Thoughts I had
- How relevant Auden's poems continue to be. Yet the sentimentality of his expression means that I find it hard to put any extracts into this blog, without finding them cloying. How foolish: that I should be so embarrassed by references to love and justice. But we are so used to language being framed with insincerity, that we shy from those words which have been most embedded in the insincere.
Into this neutral air
Where blind skyscrapers use
Their full height to proclaim
The strength of Collective Man,
Each language pours its vain
Competitive excuse :
But who can live for long
In an euphoric dream ;
Out of the mirror they stare,
Imperialism's face
And the international wrong.
Hey! I quoted it. I truly like this poem. But I feel embarrassed by it too, like a friend crying at a party. When everyone should be crying but only one person is uninhibited enough to do so.

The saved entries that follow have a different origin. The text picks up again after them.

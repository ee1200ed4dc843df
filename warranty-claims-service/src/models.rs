use serde::ser::{Error as _, SerializeMap};
use serde::{Deserialize, Serialize, Serializer};
use serde_json::{Map, Value};
use std::fmt;

/// A single warranty claim: an opaque mapping of column name to value.
#[derive(Debug, Clone, Default, PartialEq, Serialize, Deserialize)]
#[serde(transparent)]
pub struct Claim(Map<String, Value>);

impl Claim {
    pub fn new(fields: Map<String, Value>) -> Self {
        Self(fields)
    }

    pub fn get(&self, field: &str) -> Option<&Value> {
        self.0.get(field)
    }

    /// Field rendered as text. Strings come back unquoted, other values as JSON.
    pub fn text_field(&self, field: &str) -> Option<String> {
        self.0.get(field).map(|value| match value {
            Value::String(s) => s.clone(),
            other => other.to_string(),
        })
    }

    pub fn fields(&self) -> &Map<String, Value> {
        &self.0
    }

    /// Compact rendering used inside prompts
    pub fn details(&self) -> String {
        Value::Object(self.0.clone()).to_string()
    }
}

impl From<Map<String, Value>> for Claim {
    fn from(fields: Map<String, Value>) -> Self {
        Self(fields)
    }
}

/// The four pipeline stages, in execution order
#[derive(Debug, Clone, Copy, PartialEq, Eq, Hash, Serialize, Deserialize)]
pub enum StageName {
    #[serde(rename = "policy_check_agent")]
    PolicyCheck,
    #[serde(rename = "fraud_scoring_agent")]
    FraudScoring,
    #[serde(rename = "evidence_collector_agent")]
    EvidenceCollection,
    #[serde(rename = "action_agent")]
    Decision,
}

impl StageName {
    pub const ALL: [StageName; 4] = [
        StageName::PolicyCheck,
        StageName::FraudScoring,
        StageName::EvidenceCollection,
        StageName::Decision,
    ];

    pub fn as_str(&self) -> &'static str {
        match self {
            StageName::PolicyCheck => "policy_check_agent",
            StageName::FraudScoring => "fraud_scoring_agent",
            StageName::EvidenceCollection => "evidence_collector_agent",
            StageName::Decision => "action_agent",
        }
    }

    pub fn from_task_id(task_id: &str) -> Option<Self> {
        Self::ALL.into_iter().find(|stage| stage.as_str() == task_id)
    }
}

impl fmt::Display for StageName {
    fn fmt(&self, f: &mut fmt::Formatter<'_>) -> fmt::Result {
        f.write_str(self.as_str())
    }
}

/// Final adjudication outcome
#[derive(Debug, Clone, Copy, PartialEq, Eq, Hash, Serialize, Deserialize)]
pub enum Decision {
    #[serde(rename = "Approve claim")]
    Approve,
    #[serde(rename = "Reject claim")]
    Reject,
    #[serde(rename = "Escalate to HITL")]
    Escalate,
}

impl Decision {
    pub fn label(&self) -> &'static str {
        match self {
            Decision::Approve => "Approve claim",
            Decision::Reject => "Reject claim",
            Decision::Escalate => "Escalate to HITL",
        }
    }
}

impl fmt::Display for Decision {
    fn fmt(&self, f: &mut fmt::Formatter<'_>) -> fmt::Result {
        f.write_str(self.label())
    }
}

/// One reasoning call (or its rule-based stand-in) made for a claim
#[derive(Debug, Clone, PartialEq, Eq, Serialize, Deserialize)]
pub struct TraceEntry {
    pub agent: StageName,
    pub prompt: String,
    pub response: String,
}

impl TraceEntry {
    pub fn new(agent: StageName, prompt: impl Into<String>, response: impl Into<String>) -> Self {
        Self {
            agent,
            prompt: prompt.into(),
            response: response.into(),
        }
    }

    pub fn is_rule_based_fallback(&self) -> bool {
        self.prompt == crate::tasks::types::RULE_BASED_FALLBACK_PROMPT
    }
}

/// Working record threaded through the stages for one claim
#[derive(Debug, Clone, PartialEq, Serialize, Deserialize)]
pub struct ClaimState {
    pub claim: Claim,
    pub policy_check: String,
    pub fraud_score: f64,
    pub evidence: String,
    pub decision: Option<Decision>,
    pub trace: Vec<TraceEntry>,
}

impl ClaimState {
    pub fn new(claim: Claim) -> Self {
        Self {
            claim,
            policy_check: String::new(),
            fraud_score: 0.0,
            evidence: String::new(),
            decision: None,
            trace: Vec::new(),
        }
    }

    /// Append a trace entry, returning the updated state
    pub fn record(mut self, entry: TraceEntry) -> Self {
        self.trace.push(entry);
        self
    }
}

/// Output row: the claim's own columns followed by the pipeline columns.
/// Pipeline columns replace claim columns of the same name.
#[derive(Debug, Clone, PartialEq)]
pub struct ResultRow {
    pub claim: Claim,
    pub policy_check: String,
    pub fraud_score: f64,
    pub evidence: String,
    pub decision: Decision,
    pub agent_trace: Vec<TraceEntry>,
}

impl ResultRow {
    /// Flatten a finished state. Returns the state back if no decision was made.
    pub fn from_state(state: ClaimState) -> Result<Self, ClaimState> {
        let Some(decision) = state.decision else {
            return Err(state);
        };
        Ok(Self {
            claim: state.claim,
            policy_check: state.policy_check,
            fraud_score: state.fraud_score,
            evidence: state.evidence,
            decision,
            agent_trace: state.trace,
        })
    }
}

impl Serialize for ResultRow {
    fn serialize<S: Serializer>(&self, serializer: S) -> Result<S::Ok, S::Error> {
        let mut row = self.claim.fields().clone();
        row.insert("policy_check".into(), Value::from(self.policy_check.as_str()));
        row.insert("fraud_score".into(), Value::from(self.fraud_score));
        row.insert("evidence".into(), Value::from(self.evidence.as_str()));
        row.insert("decision".into(), Value::from(self.decision.label()));
        row.insert(
            "agent_trace".into(),
            serde_json::to_value(&self.agent_trace).map_err(S::Error::custom)?,
        );
        serialize_row(row, serializer)
    }
}

/// A claim whose processing failed under claim isolation
#[derive(Debug, Clone, PartialEq)]
pub struct FailedRow {
    pub claim: Claim,
    pub stage: Option<StageName>,
    pub error: String,
}

impl Serialize for FailedRow {
    fn serialize<S: Serializer>(&self, serializer: S) -> Result<S::Ok, S::Error> {
        let mut row = self.claim.fields().clone();
        row.insert("status".into(), Value::from("failed"));
        row.insert(
            "failed_stage".into(),
            self.stage.map_or(Value::Null, |stage| Value::from(stage.as_str())),
        );
        row.insert("error".into(), Value::from(self.error.as_str()));
        serialize_row(row, serializer)
    }
}

fn serialize_row<S: Serializer>(row: Map<String, Value>, serializer: S) -> Result<S::Ok, S::Error> {
    let mut map = serializer.serialize_map(Some(row.len()))?;
    for (key, value) in &row {
        map.serialize_entry(key, value)?;
    }
    map.end()
}

/// Per-claim result of a batch run
#[derive(Debug, Clone, PartialEq, Serialize)]
#[serde(untagged)]
pub enum ClaimOutcome {
    Completed(ResultRow),
    Failed(FailedRow),
}

impl ClaimOutcome {
    pub fn as_completed(&self) -> Option<&ResultRow> {
        match self {
            ClaimOutcome::Completed(row) => Some(row),
            ClaimOutcome::Failed(_) => None,
        }
    }
}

- Ginsberg: No, I just don't like him. Beyond uninhibited. Get a bit more inhibited.
- TS Eliot. Many of the people I like most are introverted and intellectual types, keen on abstract thought. Yet when I read Eliot, I never feel as if I am with a friend. A person whose ideas you are happy to hear, but whom you would not wish to know.
"The enduring is not a substitute for the transient,
Neither one for the other."
It's a fair point, but how irritating to read it.
Conclusion - what a touchy and hard to please reader I am. Mr Auden - please refrain from your sentimental expressions of emotional sincerity. Mr Eliot - please inject your astute observations with an emotional extroversion which is alien to you.